Stored data entries:

================

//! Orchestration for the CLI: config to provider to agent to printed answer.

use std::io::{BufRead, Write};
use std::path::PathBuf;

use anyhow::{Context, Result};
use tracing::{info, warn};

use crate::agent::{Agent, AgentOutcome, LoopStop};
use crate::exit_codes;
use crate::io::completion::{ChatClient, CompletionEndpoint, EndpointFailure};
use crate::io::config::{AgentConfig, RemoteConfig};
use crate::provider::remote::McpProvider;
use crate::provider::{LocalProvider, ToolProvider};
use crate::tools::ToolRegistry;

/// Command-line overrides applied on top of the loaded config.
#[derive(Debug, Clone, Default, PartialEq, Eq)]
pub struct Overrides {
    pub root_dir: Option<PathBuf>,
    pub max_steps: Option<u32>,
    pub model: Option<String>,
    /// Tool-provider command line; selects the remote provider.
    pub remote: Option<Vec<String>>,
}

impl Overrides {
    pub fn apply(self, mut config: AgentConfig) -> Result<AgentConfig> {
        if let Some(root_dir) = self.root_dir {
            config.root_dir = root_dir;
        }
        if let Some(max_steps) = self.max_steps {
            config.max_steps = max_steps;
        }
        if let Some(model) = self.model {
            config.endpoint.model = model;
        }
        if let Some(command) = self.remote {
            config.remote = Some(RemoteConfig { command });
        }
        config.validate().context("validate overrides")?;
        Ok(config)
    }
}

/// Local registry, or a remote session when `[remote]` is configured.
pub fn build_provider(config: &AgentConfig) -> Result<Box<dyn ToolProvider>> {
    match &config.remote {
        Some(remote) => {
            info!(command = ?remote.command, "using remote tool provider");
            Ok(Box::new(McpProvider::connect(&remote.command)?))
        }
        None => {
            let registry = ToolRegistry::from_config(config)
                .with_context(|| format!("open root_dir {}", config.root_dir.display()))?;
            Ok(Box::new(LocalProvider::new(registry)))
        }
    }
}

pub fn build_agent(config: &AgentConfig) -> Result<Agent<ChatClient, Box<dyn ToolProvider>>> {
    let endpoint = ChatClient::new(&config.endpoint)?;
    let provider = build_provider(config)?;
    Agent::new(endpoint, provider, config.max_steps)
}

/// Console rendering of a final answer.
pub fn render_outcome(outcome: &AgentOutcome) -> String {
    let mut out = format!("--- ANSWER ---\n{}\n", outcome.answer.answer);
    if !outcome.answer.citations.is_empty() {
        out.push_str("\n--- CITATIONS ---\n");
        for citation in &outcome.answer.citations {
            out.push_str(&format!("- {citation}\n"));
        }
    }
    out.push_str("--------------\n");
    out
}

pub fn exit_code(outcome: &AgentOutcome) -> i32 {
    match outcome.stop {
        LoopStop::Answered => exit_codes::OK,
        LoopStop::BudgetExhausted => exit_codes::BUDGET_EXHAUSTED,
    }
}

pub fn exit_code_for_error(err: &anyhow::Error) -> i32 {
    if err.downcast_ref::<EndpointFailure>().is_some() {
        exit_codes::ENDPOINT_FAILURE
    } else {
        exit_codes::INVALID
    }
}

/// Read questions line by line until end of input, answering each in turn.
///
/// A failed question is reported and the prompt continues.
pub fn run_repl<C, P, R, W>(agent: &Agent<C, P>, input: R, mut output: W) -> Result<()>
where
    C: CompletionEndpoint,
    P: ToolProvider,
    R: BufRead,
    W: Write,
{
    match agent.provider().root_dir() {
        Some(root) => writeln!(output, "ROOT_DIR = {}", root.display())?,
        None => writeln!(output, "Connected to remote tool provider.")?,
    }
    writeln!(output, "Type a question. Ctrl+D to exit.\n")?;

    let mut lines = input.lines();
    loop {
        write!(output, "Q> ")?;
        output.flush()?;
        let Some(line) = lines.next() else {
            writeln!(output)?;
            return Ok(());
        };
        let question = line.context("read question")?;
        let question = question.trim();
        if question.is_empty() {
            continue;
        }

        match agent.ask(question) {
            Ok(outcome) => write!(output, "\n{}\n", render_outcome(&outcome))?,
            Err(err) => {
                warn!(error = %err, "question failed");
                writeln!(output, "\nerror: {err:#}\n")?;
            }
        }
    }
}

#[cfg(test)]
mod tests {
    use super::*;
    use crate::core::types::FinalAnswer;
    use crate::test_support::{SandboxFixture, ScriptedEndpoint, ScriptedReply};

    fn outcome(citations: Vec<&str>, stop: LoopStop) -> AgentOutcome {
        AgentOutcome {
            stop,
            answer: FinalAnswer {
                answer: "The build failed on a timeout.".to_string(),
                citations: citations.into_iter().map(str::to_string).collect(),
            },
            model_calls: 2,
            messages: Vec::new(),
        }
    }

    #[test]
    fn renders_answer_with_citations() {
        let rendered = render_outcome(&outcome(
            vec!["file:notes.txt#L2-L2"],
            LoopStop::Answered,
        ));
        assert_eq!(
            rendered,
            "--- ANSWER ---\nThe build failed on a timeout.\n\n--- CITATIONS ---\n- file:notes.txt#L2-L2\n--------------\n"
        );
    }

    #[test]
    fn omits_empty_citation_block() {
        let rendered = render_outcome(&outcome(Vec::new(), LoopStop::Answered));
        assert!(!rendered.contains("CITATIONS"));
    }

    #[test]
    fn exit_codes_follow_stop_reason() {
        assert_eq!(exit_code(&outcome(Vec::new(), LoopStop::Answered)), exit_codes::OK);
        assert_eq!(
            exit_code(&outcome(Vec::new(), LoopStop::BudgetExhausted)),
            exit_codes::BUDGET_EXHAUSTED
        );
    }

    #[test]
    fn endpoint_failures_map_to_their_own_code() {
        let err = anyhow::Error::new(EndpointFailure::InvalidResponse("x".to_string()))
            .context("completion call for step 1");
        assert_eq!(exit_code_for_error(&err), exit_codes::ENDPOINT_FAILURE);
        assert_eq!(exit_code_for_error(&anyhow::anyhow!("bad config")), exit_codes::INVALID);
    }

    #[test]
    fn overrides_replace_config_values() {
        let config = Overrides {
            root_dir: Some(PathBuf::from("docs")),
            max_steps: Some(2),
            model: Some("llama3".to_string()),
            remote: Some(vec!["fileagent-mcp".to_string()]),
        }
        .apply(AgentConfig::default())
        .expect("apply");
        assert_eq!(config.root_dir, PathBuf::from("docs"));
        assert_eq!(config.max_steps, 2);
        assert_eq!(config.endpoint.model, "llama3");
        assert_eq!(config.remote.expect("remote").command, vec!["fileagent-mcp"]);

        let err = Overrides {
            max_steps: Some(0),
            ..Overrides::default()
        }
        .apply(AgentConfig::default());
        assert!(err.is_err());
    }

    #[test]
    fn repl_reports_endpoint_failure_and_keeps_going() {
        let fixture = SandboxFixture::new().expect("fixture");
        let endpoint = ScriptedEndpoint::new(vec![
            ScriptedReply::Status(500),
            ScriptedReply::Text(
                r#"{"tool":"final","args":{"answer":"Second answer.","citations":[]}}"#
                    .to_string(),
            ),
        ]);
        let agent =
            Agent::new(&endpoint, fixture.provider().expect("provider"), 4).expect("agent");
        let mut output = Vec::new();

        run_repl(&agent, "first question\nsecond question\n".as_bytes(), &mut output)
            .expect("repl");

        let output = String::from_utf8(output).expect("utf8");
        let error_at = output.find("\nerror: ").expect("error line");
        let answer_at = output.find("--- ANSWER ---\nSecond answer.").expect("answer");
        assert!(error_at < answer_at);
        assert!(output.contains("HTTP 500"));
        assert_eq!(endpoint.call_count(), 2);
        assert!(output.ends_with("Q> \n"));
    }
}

================

EXERCISE AIM:
Up to and including the line with "if let Some(model)", repeat the entries exactly, beginning at their first line.

TASK OUTPUT:
//! Orchestration for the CLI: config to provider to agent to printed answer.

use std::io::{BufRead, Write};
use std::path::PathBuf;

use anyhow::{Context, Result};
use tracing::{info, warn};

use crate::agent::{Agent, AgentOutcome, LoopStop};
use crate::exit_codes;
use crate::io::completion::{ChatClient, CompletionEndpoint, EndpointFailure};
use crate::io::config::{AgentConfig, RemoteConfig};
use crate::provider::remote::McpProvider;
use crate::provider::{LocalProvider, ToolProvider};
use crate::tools::ToolRegistry;

/// Command-line overrides applied on top of the loaded config.
#[derive(Debug, Clone, Default, PartialEq, Eq)]
pub struct Overrides {
    pub root_dir: Option<PathBuf>,
    pub max_steps: Option<u32>,
    pub model: Option<String>,
    /// Tool-provider command line; selects the remote provider.
    pub remote: Option<Vec<String>>,
}

impl Overrides {
    pub fn apply(self, mut config: AgentConfig) -> Result<AgentConfig> {
        if let Some(root_dir) = self.root_dir {
            config.root_dir = root_dir;
        }
        if let Some(max_steps) = self.max_steps {
            config.max_steps = max_steps;
        }
        if let Some(model) = self.model {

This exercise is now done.